Il gioco della Palla al Bracciale

Storia
La Palla al Bracciale affonda le sue radici nell’antichità e probabilmente trae origine da un gioco che i Romani praticavano servendosi del “follicolum”, un piccolo pallone pieno d’aria che si colpiva con il pugno protetto da una fasciatura che arrivava fino all’avambraccio.
Nel Medioevo i giochi con la palla non ebbero molto successo e trovarono praticanti soltanto fra il popolo, mentre nel XVI secolo si diffusero largamente presso le corti.
In Italia le prime regole furono definite nel “Trattato del gioco della palla “ scritto nel 1555 da Antonio Scaino che descrisse le varie tipologie di giochi in uso. L’autore sottolinea che per proteggere la mano e per aumentare la potenza del colpo veniva utilizzato un “bracciale” che arrivava a coprire tutto l’avambraccio, ma lasciava libera l’articolazione del gomito.
Il gioco, inizialmente praticato nei cortili dei palazzi, venne poi portato all’esterno e le aree generalmente usate furono gli slarghi delle vie e le piazze. Tuttavia la necessità di disporre di un muro d’appoggio laterale vide negli spazi ricavati a ridosso delle mura cittadine o castellane le sedi più adatte.
Tra la fine del Settecento e i primi dell’Ottocento in diverse città grandi e piccole, soprattutto in Toscana, Emilia Romagna e Marche, si costruirono edifici specifici: gli sferisteri (dal termine latino “sphaeristerium” che indicava l’ambiente, in genere costruito all’interno delle terme, dove in età imperiale erano soliti ritrovarsi i giocatori di palla). È questo il momento di maggiore popolarità per la palla al bracciale, sport che desta l’interesse anche di letterati come Wolfgang Goethe, Giacomo Leopardi autore dell’ode “A un vincitore nel pallone” dedicata a Carlo Didimi da Treia e Edmondo de Amicis che scrive “Gli azzurri e i rossi” riferendosi alla fusciacche dei giocatori.

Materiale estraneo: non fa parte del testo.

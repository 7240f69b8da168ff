use image::{Rgba, RgbaImage};
use palette::{FromColor, Hsl, RgbHue, Srgb};

/// Multiplicative colour adjustments; `1.0` (and `0°`) is the identity.
#[derive(Debug, Clone, Copy, PartialEq)]
pub struct ColorAdjustments {
    pub brightness: f32,
    pub contrast: f32,
    pub saturation: f32,
    pub hue_degrees: f32,
}

impl Default for ColorAdjustments {
    fn default() -> Self {
        Self {
            brightness: 1.0,
            contrast: 1.0,
            saturation: 1.0,
            hue_degrees: 0.0,
        }
    }
}

impl ColorAdjustments {
    pub fn is_identity(&self) -> bool {
        *self == Self::default()
    }
}

pub fn adjust_colors(image: &RgbaImage, adjustments: &ColorAdjustments) -> RgbaImage {
    let mut out = image.clone();
    if adjustments.is_identity() {
        return out;
    }
    let brightness = finite_or(adjustments.brightness, 1.0).max(0.0);
    let contrast = finite_or(adjustments.contrast, 1.0).max(0.0);
    let saturation = finite_or(adjustments.saturation, 1.0).max(0.0);
    let hue_shift = finite_or(adjustments.hue_degrees, 0.0);
    let touch_hsl = (saturation - 1.0).abs() > f32::EPSILON || hue_shift.abs() > f32::EPSILON;

    for pixel in out.pixels_mut() {
        let (rgb, alpha) = pixel_to_rgb_alpha(pixel);
        let mut rgb = rgb.map(|c| ((c * brightness - 0.5) * contrast + 0.5).clamp(0.0, 1.0));
        if touch_hsl {
            let mut hsl = Hsl::from_color(Srgb::new(rgb[0], rgb[1], rgb[2]));
            hsl.saturation = (hsl.saturation * saturation).clamp(0.0, 1.0);
            hsl.hue = RgbHue::from_degrees(hsl.hue.into_degrees() + hue_shift);
            let srgb = Srgb::from_color(hsl);
            rgb = [srgb.red, srgb.green, srgb.blue];
        }
        *pixel = rgb_alpha_to_pixel(rgb, alpha);
    }
    out
}

/// Rec.601 luminance replacing RGB; alpha untouched.
pub fn to_grayscale(image: &RgbaImage) -> RgbaImage {
    let mut out = image.clone();
    for pixel in out.pixels_mut() {
        let (rgb, alpha) = pixel_to_rgb_alpha(pixel);
        let l = luminance(rgb);
        *pixel = rgb_alpha_to_pixel([l, l, l], alpha);
    }
    out
}

pub fn luminance(rgb: [f32; 3]) -> f32 {
    0.299 * rgb[0] + 0.587 * rgb[1] + 0.114 * rgb[2]
}

pub(crate) fn pixel_to_rgb_alpha(pixel: &Rgba<u8>) -> ([f32; 3], f32) {
    let r = (pixel[0] as f32) / 255.0;
    let g = (pixel[1] as f32) / 255.0;
    let b = (pixel[2] as f32) / 255.0;
    let a = (pixel[3] as f32) / 255.0;
    ([r, g, b], a)
}

pub(crate) fn rgb_alpha_to_pixel(rgb: [f32; 3], alpha: f32) -> Rgba<u8> {
    let mut out = [0u8; 4];
    for (i, channel) in rgb.iter().enumerate() {
        out[i] = unit_to_byte(*channel);
    }
    out[3] = unit_to_byte(alpha);
    Rgba(out)
}

pub(crate) fn unit_to_byte(value: f32) -> u8 {
    (value.clamp(0.0, 1.0) * 255.0 + 0.5) as u8
}

pub(crate) fn lerp(a: f32, b: f32, t: f32) -> f32 {
    a + (b - a) * t
}

fn finite_or(value: f32, fallback: f32) -> f32 {
    if value.is_finite() { value } else { fallback }
}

Nel XX secolo l’affermarsi di nuovi sport e nuove mode relegarono la Palla al Bracciale ad un ruolo marginale. I terreni degli sferisteri iniziarono ad accogliere le partite di calcio portando pian piano alla definitiva scomparsa del gioco che per più di quattro secoli aveva entusiasmato la folla.
Solo alcuni centri delle Marche e della Romagna hanno continuato a mantenere viva la pratica della Palla al Bracciale con manifestazioni ed incontri. Nel 1992 è stato costituito un Comitato Nazionale e organizzato un regolare Campionato Italiano riconosciuto dal CONI.

Regole, attrezzatura ed impianti per il gioco della Palla al Bracciale
Due squadre contrapposte si sfidano in un campo da gioco mediamente di m. 80 x 18 con un muro di ribattuta alto circa 20 metri.
La palla in cuoio pesa circa 350 gr. ed è colpita con un bracciale di legno, generalmente ottenuto da un unico pezzo di sorbo, munito di sette file contornate di punte di corniolo.
Le squadre sono composte da tre giocatori chiamati battitore, spalla e terzino. Al battitore spetta il compito di iniziare la partita colpendo la palla che gli viene lanciata con tempismo e precisione dal mandarino, mentre la spalla e il terzino devono rimandare la palla.
Ogni partita è divisa in frazioni dette “trampolini” che solitamente comprendono quattro “giochi”. L’intero incontro è costituito da tre “trampolini” e la vittoria spetta alla squadra che totalizza il maggior numero di giochi.
I punti si fanno:
a) se il pallone oltrepassa in “volata” il limite del campo avversario;
b) se il pallone, sorpassata la metà del campo, non viene raccolto dall’avversario;
e) se l’avversario manda il pallone fuori dai lati maggiori;
d) se l’avversario non manda il pallone oltre la propria metà campo.

Bibliografia
AA.VV. “Enciclopedia degli sport e degli atleti”, vol. III, Luciano Landi Editore, 1967.
Capici G. (a cura di), “Sphaeristerium”, Pilaedit, Roma, 1989.
“Alle origini dello sport: il gioco del pallone prima del calcio”. Bologna, Museo civico del Risorgimento, 21 ottobre – 17 dicembre 1995, Galeati, Imola, 1995.